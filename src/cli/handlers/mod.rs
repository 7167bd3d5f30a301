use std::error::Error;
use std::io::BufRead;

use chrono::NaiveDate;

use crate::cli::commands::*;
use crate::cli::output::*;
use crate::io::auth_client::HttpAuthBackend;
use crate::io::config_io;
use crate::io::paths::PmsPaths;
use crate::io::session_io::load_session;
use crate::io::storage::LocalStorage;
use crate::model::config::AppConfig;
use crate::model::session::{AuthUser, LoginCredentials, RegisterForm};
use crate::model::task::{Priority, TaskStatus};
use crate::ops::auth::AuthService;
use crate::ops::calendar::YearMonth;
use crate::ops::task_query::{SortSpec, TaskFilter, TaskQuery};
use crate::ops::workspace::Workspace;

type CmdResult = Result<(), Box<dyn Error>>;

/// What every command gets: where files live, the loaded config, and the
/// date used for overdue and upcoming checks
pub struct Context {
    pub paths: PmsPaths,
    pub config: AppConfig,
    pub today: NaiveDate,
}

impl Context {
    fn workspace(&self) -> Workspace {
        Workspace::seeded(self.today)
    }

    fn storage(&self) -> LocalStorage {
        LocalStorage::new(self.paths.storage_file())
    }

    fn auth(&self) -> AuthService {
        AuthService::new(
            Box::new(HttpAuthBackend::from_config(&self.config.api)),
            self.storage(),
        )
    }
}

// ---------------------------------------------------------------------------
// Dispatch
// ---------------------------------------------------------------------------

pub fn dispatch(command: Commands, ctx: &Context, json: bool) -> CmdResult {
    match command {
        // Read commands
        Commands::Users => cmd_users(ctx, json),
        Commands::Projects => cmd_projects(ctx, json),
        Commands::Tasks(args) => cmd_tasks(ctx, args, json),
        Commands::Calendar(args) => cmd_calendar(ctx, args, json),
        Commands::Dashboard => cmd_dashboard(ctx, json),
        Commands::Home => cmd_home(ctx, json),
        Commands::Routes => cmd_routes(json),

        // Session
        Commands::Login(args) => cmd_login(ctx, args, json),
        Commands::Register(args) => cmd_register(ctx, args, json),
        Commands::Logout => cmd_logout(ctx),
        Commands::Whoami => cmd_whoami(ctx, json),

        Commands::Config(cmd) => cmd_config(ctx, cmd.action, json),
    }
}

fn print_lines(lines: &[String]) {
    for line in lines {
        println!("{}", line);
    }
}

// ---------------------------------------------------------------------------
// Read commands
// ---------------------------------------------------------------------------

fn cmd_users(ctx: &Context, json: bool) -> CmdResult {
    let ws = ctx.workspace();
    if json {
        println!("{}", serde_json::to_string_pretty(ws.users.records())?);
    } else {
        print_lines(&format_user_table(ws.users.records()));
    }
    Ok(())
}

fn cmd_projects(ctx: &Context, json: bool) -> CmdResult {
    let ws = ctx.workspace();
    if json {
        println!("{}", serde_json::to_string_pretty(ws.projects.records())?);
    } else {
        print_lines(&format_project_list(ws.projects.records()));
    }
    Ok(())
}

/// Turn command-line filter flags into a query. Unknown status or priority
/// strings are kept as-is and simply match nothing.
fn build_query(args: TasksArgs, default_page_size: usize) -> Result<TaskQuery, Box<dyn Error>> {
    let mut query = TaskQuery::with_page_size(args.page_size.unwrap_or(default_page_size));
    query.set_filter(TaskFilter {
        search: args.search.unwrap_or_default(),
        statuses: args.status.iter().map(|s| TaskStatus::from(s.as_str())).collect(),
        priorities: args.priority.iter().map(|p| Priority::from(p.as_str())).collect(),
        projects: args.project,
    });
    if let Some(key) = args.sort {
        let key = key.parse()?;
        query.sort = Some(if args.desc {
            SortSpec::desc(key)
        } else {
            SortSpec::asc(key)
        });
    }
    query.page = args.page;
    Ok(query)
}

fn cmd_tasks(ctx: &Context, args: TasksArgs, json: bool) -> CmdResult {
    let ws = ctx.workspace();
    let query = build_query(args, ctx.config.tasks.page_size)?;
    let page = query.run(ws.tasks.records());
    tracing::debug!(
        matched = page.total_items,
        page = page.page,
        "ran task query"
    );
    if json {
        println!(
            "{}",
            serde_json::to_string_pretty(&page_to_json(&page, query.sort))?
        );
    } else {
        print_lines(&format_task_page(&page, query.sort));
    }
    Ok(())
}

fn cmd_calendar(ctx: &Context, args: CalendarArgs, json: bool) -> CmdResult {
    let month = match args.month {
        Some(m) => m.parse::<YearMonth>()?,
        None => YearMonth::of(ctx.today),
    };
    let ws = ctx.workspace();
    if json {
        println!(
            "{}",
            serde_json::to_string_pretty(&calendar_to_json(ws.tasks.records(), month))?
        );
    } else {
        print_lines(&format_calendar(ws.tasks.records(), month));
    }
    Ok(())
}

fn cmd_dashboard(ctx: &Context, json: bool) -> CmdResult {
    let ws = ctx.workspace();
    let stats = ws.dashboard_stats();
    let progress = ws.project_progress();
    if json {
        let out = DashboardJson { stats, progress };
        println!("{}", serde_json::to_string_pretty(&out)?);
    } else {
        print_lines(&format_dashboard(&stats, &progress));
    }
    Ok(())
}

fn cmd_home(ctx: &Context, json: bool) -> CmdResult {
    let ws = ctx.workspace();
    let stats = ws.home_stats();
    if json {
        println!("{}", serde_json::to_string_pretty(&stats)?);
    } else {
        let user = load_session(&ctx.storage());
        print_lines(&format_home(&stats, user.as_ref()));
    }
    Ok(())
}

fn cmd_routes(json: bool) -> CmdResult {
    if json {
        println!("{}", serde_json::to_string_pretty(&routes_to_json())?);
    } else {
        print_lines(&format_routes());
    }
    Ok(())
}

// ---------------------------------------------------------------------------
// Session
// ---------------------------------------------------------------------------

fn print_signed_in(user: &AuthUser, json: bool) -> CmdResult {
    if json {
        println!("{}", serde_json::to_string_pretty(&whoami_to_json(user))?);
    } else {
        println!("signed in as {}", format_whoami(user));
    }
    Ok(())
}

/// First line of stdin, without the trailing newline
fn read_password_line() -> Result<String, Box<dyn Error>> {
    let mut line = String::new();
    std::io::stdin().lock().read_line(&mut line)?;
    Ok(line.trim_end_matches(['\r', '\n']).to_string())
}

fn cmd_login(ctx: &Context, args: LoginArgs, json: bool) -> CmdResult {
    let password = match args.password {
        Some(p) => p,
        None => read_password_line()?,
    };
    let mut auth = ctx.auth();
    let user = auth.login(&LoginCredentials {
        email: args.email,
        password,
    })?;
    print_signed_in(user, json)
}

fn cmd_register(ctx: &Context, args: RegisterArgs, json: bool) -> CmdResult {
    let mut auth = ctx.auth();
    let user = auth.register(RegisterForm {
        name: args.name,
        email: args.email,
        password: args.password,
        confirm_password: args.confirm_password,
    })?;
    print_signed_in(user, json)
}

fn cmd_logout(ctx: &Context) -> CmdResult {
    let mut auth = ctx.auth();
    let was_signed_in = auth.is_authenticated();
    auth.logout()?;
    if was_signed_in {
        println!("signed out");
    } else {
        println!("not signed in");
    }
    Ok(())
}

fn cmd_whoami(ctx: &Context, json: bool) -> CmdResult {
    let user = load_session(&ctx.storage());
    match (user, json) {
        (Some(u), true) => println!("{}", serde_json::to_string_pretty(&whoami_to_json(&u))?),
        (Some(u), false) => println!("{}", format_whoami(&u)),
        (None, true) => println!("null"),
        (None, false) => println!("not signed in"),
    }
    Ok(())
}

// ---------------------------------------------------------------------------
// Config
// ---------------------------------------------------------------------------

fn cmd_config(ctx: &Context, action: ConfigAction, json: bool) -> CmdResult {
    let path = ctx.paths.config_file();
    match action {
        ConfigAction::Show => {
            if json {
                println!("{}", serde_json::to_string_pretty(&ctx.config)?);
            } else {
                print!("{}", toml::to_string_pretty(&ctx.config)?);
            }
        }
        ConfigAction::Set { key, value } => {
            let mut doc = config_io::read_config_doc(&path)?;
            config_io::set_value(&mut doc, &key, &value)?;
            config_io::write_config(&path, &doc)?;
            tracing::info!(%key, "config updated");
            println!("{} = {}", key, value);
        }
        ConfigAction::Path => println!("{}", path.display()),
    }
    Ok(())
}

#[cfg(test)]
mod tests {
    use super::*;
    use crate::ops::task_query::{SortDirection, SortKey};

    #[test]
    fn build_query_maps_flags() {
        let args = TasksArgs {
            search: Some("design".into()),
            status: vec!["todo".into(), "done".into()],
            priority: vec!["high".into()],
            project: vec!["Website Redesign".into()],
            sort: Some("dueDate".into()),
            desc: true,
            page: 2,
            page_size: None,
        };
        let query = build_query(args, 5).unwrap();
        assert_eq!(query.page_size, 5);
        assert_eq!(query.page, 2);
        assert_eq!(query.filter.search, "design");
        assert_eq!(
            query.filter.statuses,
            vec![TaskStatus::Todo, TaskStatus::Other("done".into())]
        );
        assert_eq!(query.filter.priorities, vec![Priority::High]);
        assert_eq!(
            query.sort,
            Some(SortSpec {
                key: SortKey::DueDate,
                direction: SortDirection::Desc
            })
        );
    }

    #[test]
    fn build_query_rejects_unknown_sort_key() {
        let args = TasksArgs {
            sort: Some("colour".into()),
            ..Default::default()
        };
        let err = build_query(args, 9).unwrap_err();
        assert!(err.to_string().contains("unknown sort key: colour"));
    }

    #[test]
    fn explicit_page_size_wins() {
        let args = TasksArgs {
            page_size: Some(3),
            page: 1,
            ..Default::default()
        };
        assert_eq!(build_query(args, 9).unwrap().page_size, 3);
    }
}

-- -- --

PROBLEM » For each line of the listing that holds the word "false", show that line.

SOLUTION »
        (Some(u), false) => println!("{}", format_whoami(&u)),
        (None, false) => println!("not signed in"),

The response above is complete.